Your assignment: Check each line of the records below for the word "single" and give the number of lines that have it, with nothing added.

Data records:
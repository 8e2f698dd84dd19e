use alloc::string::String;
use alloc::vec::Vec;
use core::fmt;

// -----------------------------------------------------------------------------
// TokenKind

/// The kind of a [`Token`], without its payload.
///
/// This is what [`TokenStream::next_token`](crate::TokenStream::next_token)
/// reports; the payload is read through the stream's scalar accessors.
#[derive(Debug, Clone, Copy, PartialEq, Eq, Hash)]
pub enum TokenKind {
    StartObject,
    EndObject,
    StartArray,
    EndArray,
    FieldName,
    ValueString,
    ValueNumberInt,
    ValueNumberFloat,
    ValueTrue,
    ValueFalse,
    ValueNull,
    ValueEmbedded,
}

impl TokenKind {
    /// Returns `true` for `StartObject` and `StartArray`.
    #[inline]
    pub const fn is_struct_start(self) -> bool {
        matches!(self, Self::StartObject | Self::StartArray)
    }

    /// Returns `true` for `EndObject` and `EndArray`.
    #[inline]
    pub const fn is_struct_end(self) -> bool {
        matches!(self, Self::EndObject | Self::EndArray)
    }

    /// Returns `true` for every value token that is neither a container
    /// boundary nor a field name.
    #[inline]
    pub const fn is_scalar_value(self) -> bool {
        matches!(
            self,
            Self::ValueString
                | Self::ValueNumberInt
                | Self::ValueNumberFloat
                | Self::ValueTrue
                | Self::ValueFalse
                | Self::ValueNull
                | Self::ValueEmbedded
        )
    }

    /// Returns `true` for `ValueNumberInt` and `ValueNumberFloat`.
    #[inline]
    pub const fn is_numeric(self) -> bool {
        matches!(self, Self::ValueNumberInt | Self::ValueNumberFloat)
    }
}

impl fmt::Display for TokenKind {
    fn fmt(&self, f: &mut fmt::Formatter<'_>) -> fmt::Result {
        match self {
            Self::StartObject => f.pad("StartObject"),
            Self::EndObject => f.pad("EndObject"),
            Self::StartArray => f.pad("StartArray"),
            Self::EndArray => f.pad("EndArray"),
            Self::FieldName => f.pad("FieldName"),
            Self::ValueString => f.pad("ValueString"),
            Self::ValueNumberInt => f.pad("ValueNumberInt"),
            Self::ValueNumberFloat => f.pad("ValueNumberFloat"),
            Self::ValueTrue => f.pad("ValueTrue"),
            Self::ValueFalse => f.pad("ValueFalse"),
            Self::ValueNull => f.pad("ValueNull"),
            Self::ValueEmbedded => f.pad("ValueEmbedded"),
        }
    }
}

// -----------------------------------------------------------------------------
// Token

/// A single token with its payload.
///
/// [`TokenBuffer`](crate::TokenBuffer) stores these, and every
/// [`TokenSink`](crate::TokenSink) can accept one through `write_token`.
#[derive(Debug, Clone, PartialEq)]
pub enum Token {
    StartObject,
    EndObject,
    StartArray,
    EndArray,
    FieldName(String),
    String(String),
    Int(i64),
    Float(f64),
    Bool(bool),
    Null,
    Embedded(Vec<u8>),
}

impl Token {
    /// Returns the [`TokenKind`] of this token.
    ///
    /// # Examples
    ///
    /// ```
    /// use vc_token::{Token, TokenKind};
    ///
    /// assert_eq!(Token::Bool(false).kind(), TokenKind::ValueFalse);
    /// assert_eq!(Token::Int(3).kind(), TokenKind::ValueNumberInt);
    /// ```
    pub const fn kind(&self) -> TokenKind {
        match self {
            Self::StartObject => TokenKind::StartObject,
            Self::EndObject => TokenKind::EndObject,
            Self::StartArray => TokenKind::StartArray,
            Self::EndArray => TokenKind::EndArray,
            Self::FieldName(_) => TokenKind::FieldName,
            Self::String(_) => TokenKind::ValueString,
            Self::Int(_) => TokenKind::ValueNumberInt,
            Self::Float(_) => TokenKind::ValueNumberFloat,
            Self::Bool(true) => TokenKind::ValueTrue,
            Self::Bool(false) => TokenKind::ValueFalse,
            Self::Null => TokenKind::ValueNull,
            Self::Embedded(_) => TokenKind::ValueEmbedded,
        }
    }
}
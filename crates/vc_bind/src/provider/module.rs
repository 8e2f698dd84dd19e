use alloc::string::String;
use alloc::sync::Arc;
use alloc::vec::Vec;
use core::fmt;
use std::sync::LazyLock;

use vc_token::TokenStream;

use crate::codec::{DecodeContext, Decoder, Encoder, NullEncoder};
use crate::error::BindError;
use crate::hash::HashMap;
use crate::types::TypeDescriptor;

type DecoderFallback = Arc<dyn Fn(&TypeDescriptor) -> Option<Arc<dyn Decoder>> + Send + Sync>;
type EncoderFallback = Arc<dyn Fn(&TypeDescriptor) -> Option<Arc<dyn Encoder>> + Send + Sync>;

static NULL_ENCODER: LazyLock<NullEncoder> = LazyLock::new(NullEncoder::new);

// -----------------------------------------------------------------------------
// UnknownPropertyHandler

/// Gets a chance at a property no bean member claims.
///
/// The stream is positioned on the first token of the property's value.
/// A handler that returns `true` has consumed the value and must leave the
/// stream on its last token; one that returns `false` must not move it.
pub trait UnknownPropertyHandler: Send + Sync + 'static {
    fn handle(
        &self,
        ty: &TypeDescriptor,
        name: &str,
        stream: &mut dyn TokenStream,
        ctx: &DecodeContext<'_>,
    ) -> Result<bool, BindError>;
}

impl<F> UnknownPropertyHandler for F
where
    F: Fn(&TypeDescriptor, &str, &mut dyn TokenStream, &DecodeContext<'_>) -> Result<bool, BindError>
        + Send
        + Sync
        + 'static,
{
    #[inline]
    fn handle(
        &self,
        ty: &TypeDescriptor,
        name: &str,
        stream: &mut dyn TokenStream,
        ctx: &DecodeContext<'_>,
    ) -> Result<bool, BindError> {
        self(ty, name, stream, ctx)
    }
}

// -----------------------------------------------------------------------------
// Module

/// Registrations consumed once when a [`Provider`](crate::Provider) is built.
///
/// A module supplies codecs for exact descriptors, a fallback for types the
/// introspector does not know, unknown-property handlers, and the encoders
/// used for `null` values and `null` map keys.
///
/// # Examples
///
/// ```
/// use vc_bind::codec::FnEncoder;
/// use vc_bind::introspect::ClassRegistry;
/// use vc_bind::types::TypeDescriptor;
/// use vc_bind::{Module, Provider, Value};
/// use vc_token::json::JsonWriter;
///
/// let module = Module::new("nulls").with_null_encoder(FnEncoder::new(
///     TypeDescriptor::any(),
///     |_, sink, _| Ok(sink.write_string("n/a")?),
/// ));
/// let provider = Provider::builder(ClassRegistry::new()).module(module).build();
///
/// let mut writer = JsonWriter::new();
/// provider.encode(&Value::List(vec![Value::Null]), &mut writer).unwrap();
/// assert_eq!(writer.into_string().unwrap(), r#"["n/a"]"#);
/// ```
#[derive(Default)]
pub struct Module {
    name: String,
    decoders: HashMap<TypeDescriptor, Arc<dyn Decoder>>,
    encoders: HashMap<TypeDescriptor, Arc<dyn Encoder>>,
    decoder_fallback: Option<DecoderFallback>,
    encoder_fallback: Option<EncoderFallback>,
    unknown_property_handlers: Vec<Arc<dyn UnknownPropertyHandler>>,
    null_encoder: Option<Arc<dyn Encoder>>,
    null_key_encoder: Option<Arc<dyn Encoder>>,
}

impl Module {
    #[inline]
    pub fn new(name: impl Into<String>) -> Self {
        Self {
            name: name.into(),
            ..Self::default()
        }
    }

    #[inline]
    pub fn name(&self) -> &str {
        &self.name
    }

    /// Decodes the decoder's own descriptor with it.
    pub fn with_decoder(mut self, decoder: impl Decoder) -> Self {
        let ty = decoder.descriptor().clone();
        self.decoders.insert(ty, Arc::new(decoder));
        self
    }

    /// Encodes the encoder's own descriptor with it.
    pub fn with_encoder(mut self, encoder: impl Encoder) -> Self {
        let ty = encoder.descriptor().clone();
        self.encoders.insert(ty, Arc::new(encoder));
        self
    }

    /// Registers one value as both decoder and encoder.
    pub fn with_codec<C: Decoder + Encoder>(mut self, codec: Arc<C>) -> Self {
        let ty = Decoder::descriptor(&*codec).clone();
        self.decoders.insert(ty.clone(), codec.clone());
        self.encoders.insert(ty, codec);
        self
    }

    /// Consulted for types the introspector does not know.
    ///
    /// Codecs returned here are cached and linked like bean codecs.
    pub fn with_decoder_fallback<F>(mut self, fallback: F) -> Self
    where
        F: Fn(&TypeDescriptor) -> Option<Arc<dyn Decoder>> + Send + Sync + 'static,
    {
        self.decoder_fallback = Some(Arc::new(fallback));
        self
    }

    pub fn with_encoder_fallback<F>(mut self, fallback: F) -> Self
    where
        F: Fn(&TypeDescriptor) -> Option<Arc<dyn Encoder>> + Send + Sync + 'static,
    {
        self.encoder_fallback = Some(Arc::new(fallback));
        self
    }

    /// Appends a handler; handlers are asked in registration order.
    pub fn with_unknown_property_handler<F>(mut self, handler: F) -> Self
    where
        F: Fn(&TypeDescriptor, &str, &mut dyn TokenStream, &DecodeContext<'_>) -> Result<bool, BindError>
            + Send
            + Sync
            + 'static,
    {
        self.unknown_property_handlers.push(Arc::new(handler));
        self
    }

    /// Writes `null` values and `null` map values.
    pub fn with_null_encoder(mut self, encoder: impl Encoder) -> Self {
        self.null_encoder = Some(Arc::new(encoder));
        self
    }

    /// Writes `null` map keys, which fail by default.
    ///
    /// The encoder must write a single string or integer.
    pub fn with_null_key_encoder(mut self, encoder: impl Encoder) -> Self {
        self.null_key_encoder = Some(Arc::new(encoder));
        self
    }

    /// Merges `other` into `self`.
    ///
    /// Codecs and null encoders of `other` win; fallbacks are chained with
    /// `self`'s asked first; handlers are appended.
    pub fn extend(&mut self, other: Module) {
        let Module {
            name,
            decoders,
            encoders,
            decoder_fallback,
            encoder_fallback,
            unknown_property_handlers,
            null_encoder,
            null_key_encoder,
        } = other;

        log::debug!("merging module `{name}` into `{}`", self.name);
        self.decoders.extend(decoders);
        self.encoders.extend(encoders);
        self.decoder_fallback = match (self.decoder_fallback.take(), decoder_fallback) {
            (Some(first), Some(second)) => Some(Arc::new(move |ty: &TypeDescriptor| {
                first(ty).or_else(|| second(ty))
            })),
            (first, second) => first.or(second),
        };
        self.encoder_fallback = match (self.encoder_fallback.take(), encoder_fallback) {
            (Some(first), Some(second)) => Some(Arc::new(move |ty: &TypeDescriptor| {
                first(ty).or_else(|| second(ty))
            })),
            (first, second) => first.or(second),
        };
        self.unknown_property_handlers.extend(unknown_property_handlers);
        if null_encoder.is_some() {
            self.null_encoder = null_encoder;
        }
        if null_key_encoder.is_some() {
            self.null_key_encoder = null_key_encoder;
        }
    }

    #[inline]
    pub fn decoder(&self, ty: &TypeDescriptor) -> Option<Arc<dyn Decoder>> {
        self.decoders.get(ty).cloned()
    }

    #[inline]
    pub fn encoder(&self, ty: &TypeDescriptor) -> Option<Arc<dyn Encoder>> {
        self.encoders.get(ty).cloned()
    }

    #[inline]
    pub fn fallback_decoder(&self, ty: &TypeDescriptor) -> Option<Arc<dyn Decoder>> {
        self.decoder_fallback.as_ref().and_then(|fallback| fallback(ty))
    }

    #[inline]
    pub fn fallback_encoder(&self, ty: &TypeDescriptor) -> Option<Arc<dyn Encoder>> {
        self.encoder_fallback.as_ref().and_then(|fallback| fallback(ty))
    }

    #[inline]
    pub fn unknown_property_handlers(&self) -> &[Arc<dyn UnknownPropertyHandler>] {
        &self.unknown_property_handlers
    }

    /// The module's null encoder, [`NullEncoder`] by default.
    #[inline]
    pub fn null_encoder(&self) -> &dyn Encoder {
        match &self.null_encoder {
            Some(encoder) => &**encoder,
            None => &*NULL_ENCODER,
        }
    }

    #[inline]
    pub fn null_key_encoder(&self) -> Option<&dyn Encoder> {
        self.null_key_encoder.as_deref()
    }
}

impl fmt::Debug for Module {
    fn fmt(&self, f: &mut fmt::Formatter<'_>) -> fmt::Result {
        f.debug_struct("Module")
            .field("name", &self.name)
            .field("decoders", &self.decoders.keys().collect::<Vec<_>>())
            .field("encoders", &self.encoders.keys().collect::<Vec<_>>())
            .field("decoder_fallback", &self.decoder_fallback.is_some())
            .field("encoder_fallback", &self.encoder_fallback.is_some())
            .field("unknown_property_handlers", &self.unknown_property_handlers.len())
            .finish_non_exhaustive()
    }
}

// -----------------------------------------------------------------------------
// Tests
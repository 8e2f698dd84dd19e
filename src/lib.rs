#![doc = include_str!("../README.md")]
#![cfg_attr(docsrs, feature(doc_cfg))]
#![no_std]

pub use vc_bind as bind;
pub use vc_token as token;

Exercise result: 2